Page:Lewis - Le Moine, Tome 2, trad Wailly, 1840.djvu/205

Le texte de cette page a été corrigé et est conforme au fac-similé.

« Mon sang se glaça à la vue de ce lugubre séjour ; les vapeurs froides suspendues en l’air, les murs verts d’humidité, le lit de paille si dur, si délaissé, les fers destinés à m’enchaîner pour jamais à ma prison, et les reptiles de toute espèce que je vis regagner leurs trous à mesure que la torche approchait d’eux, me frappèrent l’âme de terreurs presque trop violentes pour être supportées.
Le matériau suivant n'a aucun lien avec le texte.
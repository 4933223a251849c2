use axum::{extract::State, http::header, response::IntoResponse, Json};
use serde::Serialize;
use std::sync::Arc;
use tubeline_core::{EngineSummary, SanitizedConfig};

use crate::metrics::{collect_dynamic_metrics, encode_metrics};
use crate::state::AppState;

#[derive(Serialize)]
pub struct HealthResponse {
    pub status: String,
}

pub async fn health() -> Json<HealthResponse> {
    Json(HealthResponse {
        status: "ok".to_string(),
    })
}

pub async fn get_config(State(state): State<Arc<AppState>>) -> Json<SanitizedConfig> {
    Json(state.sanitized_config())
}

/// Job counts per status plus dispatcher state.
pub async fn get_status(State(state): State<Arc<AppState>>) -> Json<EngineSummary> {
    Json(state.dispatcher().summary())
}

/// Prometheus scrape endpoint.
pub async fn get_metrics(State(state): State<Arc<AppState>>) -> impl IntoResponse {
    collect_dynamic_metrics(&state);
    (
        [(header::CONTENT_TYPE, "text/plain; version=0.0.4")],
        encode_metrics(),
    )
}
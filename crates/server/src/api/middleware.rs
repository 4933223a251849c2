//! Metrics middleware for API routes.

use axum::{body::Body, http::Request, middleware::Next, response::Response};
use std::time::Instant;

use crate::metrics::{
    normalize_path, HTTP_REQUESTS_IN_FLIGHT, HTTP_REQUESTS_TOTAL, HTTP_REQUEST_DURATION,
};

/// Records request duration, count and in-flight requests per route.
pub async fn metrics_middleware(request: Request<Body>, next: Next) -> Response {
    let start = Instant::now();
    let method = request.method().to_string();
    let path = normalize_path(request.uri().path());

    HTTP_REQUESTS_IN_FLIGHT.inc();

    let response = next.run(request).await;

    HTTP_REQUESTS_IN_FLIGHT.dec();

    let duration = start.elapsed().as_secs_f64();
    let status = response.status().as_u16().to_string();

    HTTP_REQUEST_DURATION
        .with_label_values(&[&method, &path, &status])
        .observe(duration);
    HTTP_REQUESTS_TOTAL
        .with_label_values(&[&method, &path, &status])
        .inc();

    response
}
Folle de désespoir, je m’arrachai des mains qui me tenaient ; je me jetai à genoux devant l’abbesse, et j’implorai sa pitié dans les termes les plus passionnés et les plus frénétiques : « Si ce n’est pas sur moi, » dis-je, « jetez du moins un regard de pitié sur l’être innocent dont la vie est attachée à la mienne ! Mon crime est grand, mais que mon enfant n’en souffre pas ! il n’a pas commis de faute, lui ; oh ! épargnez-moi par égard pour cet enfant, que votre sévérité condamne à périr avant de naître ! »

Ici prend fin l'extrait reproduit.